_WHAT YOU NEED TO DO_
Repeat exactly, and only, the lines of the entries below from the one with "repository e5d3143f26bb28e9" through the one with "aspect ratio and", both ends included.

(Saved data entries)
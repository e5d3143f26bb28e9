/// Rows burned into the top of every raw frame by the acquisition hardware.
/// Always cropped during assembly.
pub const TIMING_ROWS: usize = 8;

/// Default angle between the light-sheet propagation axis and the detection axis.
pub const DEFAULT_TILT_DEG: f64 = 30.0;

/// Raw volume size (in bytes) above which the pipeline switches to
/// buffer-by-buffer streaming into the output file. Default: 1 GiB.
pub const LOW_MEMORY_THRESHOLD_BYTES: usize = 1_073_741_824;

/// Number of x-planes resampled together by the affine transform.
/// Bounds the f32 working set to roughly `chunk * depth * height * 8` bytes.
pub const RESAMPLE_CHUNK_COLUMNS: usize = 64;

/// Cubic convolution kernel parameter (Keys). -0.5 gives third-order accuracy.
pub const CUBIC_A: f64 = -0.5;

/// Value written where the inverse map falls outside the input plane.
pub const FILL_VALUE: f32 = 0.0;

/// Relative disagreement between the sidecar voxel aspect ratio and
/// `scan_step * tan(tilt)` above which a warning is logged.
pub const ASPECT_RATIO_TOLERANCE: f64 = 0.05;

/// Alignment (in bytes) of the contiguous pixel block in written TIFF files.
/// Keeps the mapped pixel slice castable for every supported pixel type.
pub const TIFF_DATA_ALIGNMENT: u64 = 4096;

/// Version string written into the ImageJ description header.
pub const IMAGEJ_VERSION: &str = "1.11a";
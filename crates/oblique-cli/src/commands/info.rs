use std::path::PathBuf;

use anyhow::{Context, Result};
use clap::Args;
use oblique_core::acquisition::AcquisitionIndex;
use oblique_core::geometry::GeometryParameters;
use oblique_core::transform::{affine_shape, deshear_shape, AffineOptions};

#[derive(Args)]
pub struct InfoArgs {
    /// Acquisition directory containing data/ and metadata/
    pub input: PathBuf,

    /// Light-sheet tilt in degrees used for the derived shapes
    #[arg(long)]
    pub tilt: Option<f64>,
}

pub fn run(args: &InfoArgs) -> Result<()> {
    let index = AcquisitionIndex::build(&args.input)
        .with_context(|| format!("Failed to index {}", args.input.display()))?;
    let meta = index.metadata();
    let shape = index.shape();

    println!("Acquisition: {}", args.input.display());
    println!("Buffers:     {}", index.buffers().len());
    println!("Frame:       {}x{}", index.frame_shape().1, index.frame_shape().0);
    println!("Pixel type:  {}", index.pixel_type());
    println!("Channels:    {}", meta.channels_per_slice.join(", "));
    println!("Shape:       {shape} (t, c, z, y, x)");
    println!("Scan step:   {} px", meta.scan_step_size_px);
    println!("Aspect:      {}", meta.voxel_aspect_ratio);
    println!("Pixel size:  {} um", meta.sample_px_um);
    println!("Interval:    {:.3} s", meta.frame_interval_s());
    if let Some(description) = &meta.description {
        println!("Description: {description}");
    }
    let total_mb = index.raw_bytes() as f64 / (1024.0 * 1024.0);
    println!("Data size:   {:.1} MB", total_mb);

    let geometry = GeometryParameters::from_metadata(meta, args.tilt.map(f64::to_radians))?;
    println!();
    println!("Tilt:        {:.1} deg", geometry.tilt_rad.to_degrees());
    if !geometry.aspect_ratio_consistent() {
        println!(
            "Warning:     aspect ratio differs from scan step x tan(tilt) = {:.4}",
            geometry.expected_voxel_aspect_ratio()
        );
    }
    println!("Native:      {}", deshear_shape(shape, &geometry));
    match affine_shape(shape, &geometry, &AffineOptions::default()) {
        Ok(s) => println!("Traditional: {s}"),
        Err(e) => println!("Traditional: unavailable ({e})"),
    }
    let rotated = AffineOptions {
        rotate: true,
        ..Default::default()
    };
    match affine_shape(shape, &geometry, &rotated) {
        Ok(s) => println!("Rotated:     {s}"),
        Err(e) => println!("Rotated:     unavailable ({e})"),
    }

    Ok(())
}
--
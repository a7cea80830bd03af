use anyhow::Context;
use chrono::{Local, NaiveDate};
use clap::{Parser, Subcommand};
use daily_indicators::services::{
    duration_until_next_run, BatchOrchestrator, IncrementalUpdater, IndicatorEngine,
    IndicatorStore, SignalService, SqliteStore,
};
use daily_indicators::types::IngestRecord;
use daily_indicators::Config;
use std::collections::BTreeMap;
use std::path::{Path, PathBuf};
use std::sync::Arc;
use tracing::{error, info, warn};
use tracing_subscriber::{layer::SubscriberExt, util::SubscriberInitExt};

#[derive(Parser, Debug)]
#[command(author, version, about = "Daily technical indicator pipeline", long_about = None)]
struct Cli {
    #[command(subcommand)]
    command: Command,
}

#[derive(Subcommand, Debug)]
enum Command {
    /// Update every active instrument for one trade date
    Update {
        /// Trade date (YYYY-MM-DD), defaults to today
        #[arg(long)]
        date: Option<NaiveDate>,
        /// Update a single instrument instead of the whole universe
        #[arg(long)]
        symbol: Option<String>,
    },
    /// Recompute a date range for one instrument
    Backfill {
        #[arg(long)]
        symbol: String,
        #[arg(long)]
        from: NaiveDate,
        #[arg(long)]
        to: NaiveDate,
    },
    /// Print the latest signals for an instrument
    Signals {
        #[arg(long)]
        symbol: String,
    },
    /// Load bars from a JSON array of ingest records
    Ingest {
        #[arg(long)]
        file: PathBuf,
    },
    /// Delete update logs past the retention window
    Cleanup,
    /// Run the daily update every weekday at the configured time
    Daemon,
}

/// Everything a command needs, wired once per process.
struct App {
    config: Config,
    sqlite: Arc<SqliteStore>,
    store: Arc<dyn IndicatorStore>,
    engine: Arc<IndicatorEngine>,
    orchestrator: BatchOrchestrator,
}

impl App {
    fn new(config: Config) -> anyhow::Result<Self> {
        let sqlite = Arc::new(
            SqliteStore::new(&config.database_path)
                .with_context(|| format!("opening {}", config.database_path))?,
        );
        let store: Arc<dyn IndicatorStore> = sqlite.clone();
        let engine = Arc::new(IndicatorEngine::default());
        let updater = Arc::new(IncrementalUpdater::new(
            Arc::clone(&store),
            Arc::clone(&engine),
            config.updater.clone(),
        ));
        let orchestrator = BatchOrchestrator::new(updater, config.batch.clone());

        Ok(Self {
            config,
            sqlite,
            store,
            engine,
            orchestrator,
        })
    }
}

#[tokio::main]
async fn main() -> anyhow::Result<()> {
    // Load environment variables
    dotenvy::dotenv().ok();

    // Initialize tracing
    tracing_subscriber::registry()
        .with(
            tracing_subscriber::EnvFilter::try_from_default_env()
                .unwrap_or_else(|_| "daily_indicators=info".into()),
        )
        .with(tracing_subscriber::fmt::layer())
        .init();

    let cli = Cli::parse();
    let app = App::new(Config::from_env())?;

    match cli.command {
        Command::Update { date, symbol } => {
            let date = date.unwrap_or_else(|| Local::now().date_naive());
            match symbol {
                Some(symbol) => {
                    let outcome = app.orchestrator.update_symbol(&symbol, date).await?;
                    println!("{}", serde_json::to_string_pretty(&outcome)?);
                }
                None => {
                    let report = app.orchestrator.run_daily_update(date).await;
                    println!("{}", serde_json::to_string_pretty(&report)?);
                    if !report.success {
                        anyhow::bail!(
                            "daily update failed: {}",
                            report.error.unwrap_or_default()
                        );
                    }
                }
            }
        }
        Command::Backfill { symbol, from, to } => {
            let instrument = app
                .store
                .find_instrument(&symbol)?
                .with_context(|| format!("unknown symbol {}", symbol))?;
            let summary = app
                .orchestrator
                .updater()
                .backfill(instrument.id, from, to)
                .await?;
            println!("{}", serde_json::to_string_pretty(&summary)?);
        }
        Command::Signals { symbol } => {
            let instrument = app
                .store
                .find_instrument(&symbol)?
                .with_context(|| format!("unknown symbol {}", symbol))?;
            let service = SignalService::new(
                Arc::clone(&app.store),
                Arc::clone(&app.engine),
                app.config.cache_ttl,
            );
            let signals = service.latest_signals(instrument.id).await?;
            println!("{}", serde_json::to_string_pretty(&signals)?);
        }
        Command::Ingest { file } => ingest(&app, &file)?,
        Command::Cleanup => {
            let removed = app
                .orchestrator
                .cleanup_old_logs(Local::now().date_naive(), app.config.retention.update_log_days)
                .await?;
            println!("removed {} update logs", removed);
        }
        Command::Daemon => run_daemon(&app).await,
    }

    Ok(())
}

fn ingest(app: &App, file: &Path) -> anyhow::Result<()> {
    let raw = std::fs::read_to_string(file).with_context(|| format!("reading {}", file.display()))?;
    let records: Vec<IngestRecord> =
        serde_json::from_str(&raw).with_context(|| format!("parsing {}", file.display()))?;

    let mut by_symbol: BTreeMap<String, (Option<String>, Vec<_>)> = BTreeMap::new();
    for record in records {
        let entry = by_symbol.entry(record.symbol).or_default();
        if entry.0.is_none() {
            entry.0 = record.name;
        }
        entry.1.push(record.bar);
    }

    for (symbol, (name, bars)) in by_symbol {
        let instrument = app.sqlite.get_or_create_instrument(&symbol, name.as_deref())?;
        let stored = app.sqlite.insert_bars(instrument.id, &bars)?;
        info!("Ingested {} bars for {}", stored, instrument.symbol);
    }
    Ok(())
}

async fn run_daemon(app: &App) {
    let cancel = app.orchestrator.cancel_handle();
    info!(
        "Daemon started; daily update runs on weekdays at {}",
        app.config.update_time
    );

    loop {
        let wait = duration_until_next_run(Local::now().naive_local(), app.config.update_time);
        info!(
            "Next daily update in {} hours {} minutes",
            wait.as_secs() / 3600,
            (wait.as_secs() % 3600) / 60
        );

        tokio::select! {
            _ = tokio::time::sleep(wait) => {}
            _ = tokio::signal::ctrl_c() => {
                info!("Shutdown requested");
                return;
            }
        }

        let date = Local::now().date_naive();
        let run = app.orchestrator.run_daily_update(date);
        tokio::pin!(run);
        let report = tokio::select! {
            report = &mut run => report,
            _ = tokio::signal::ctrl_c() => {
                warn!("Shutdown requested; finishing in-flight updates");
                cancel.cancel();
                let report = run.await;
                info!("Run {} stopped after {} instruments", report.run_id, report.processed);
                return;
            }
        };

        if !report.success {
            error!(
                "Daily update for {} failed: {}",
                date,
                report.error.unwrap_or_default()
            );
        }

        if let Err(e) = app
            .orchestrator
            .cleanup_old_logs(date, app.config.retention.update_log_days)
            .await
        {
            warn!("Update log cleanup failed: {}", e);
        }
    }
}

_RESULT_
repository e5d3143f26bb28e9
/// Rows burned into the top of every raw frame by the acquisition hardware.
/// Always cropped during assembly.
pub const TIMING_ROWS: usize = 8;

/// Default angle between the light-sheet propagation axis and the detection axis.
pub const DEFAULT_TILT_DEG: f64 = 30.0;

/// Raw volume size (in bytes) above which the pipeline switches to
/// buffer-by-buffer streaming into the output file. Default: 1 GiB.
pub const LOW_MEMORY_THRESHOLD_BYTES: usize = 1_073_741_824;

/// Number of x-planes resampled together by the affine transform.
/// Bounds the f32 working set to roughly `chunk * depth * height * 8` bytes.
pub const RESAMPLE_CHUNK_COLUMNS: usize = 64;

/// Cubic convolution kernel parameter (Keys). -0.5 gives third-order accuracy.
pub const CUBIC_A: f64 = -0.5;

/// Value written where the inverse map falls outside the input plane.
pub const FILL_VALUE: f32 = 0.0;

/// Relative disagreement between the sidecar voxel aspect ratio and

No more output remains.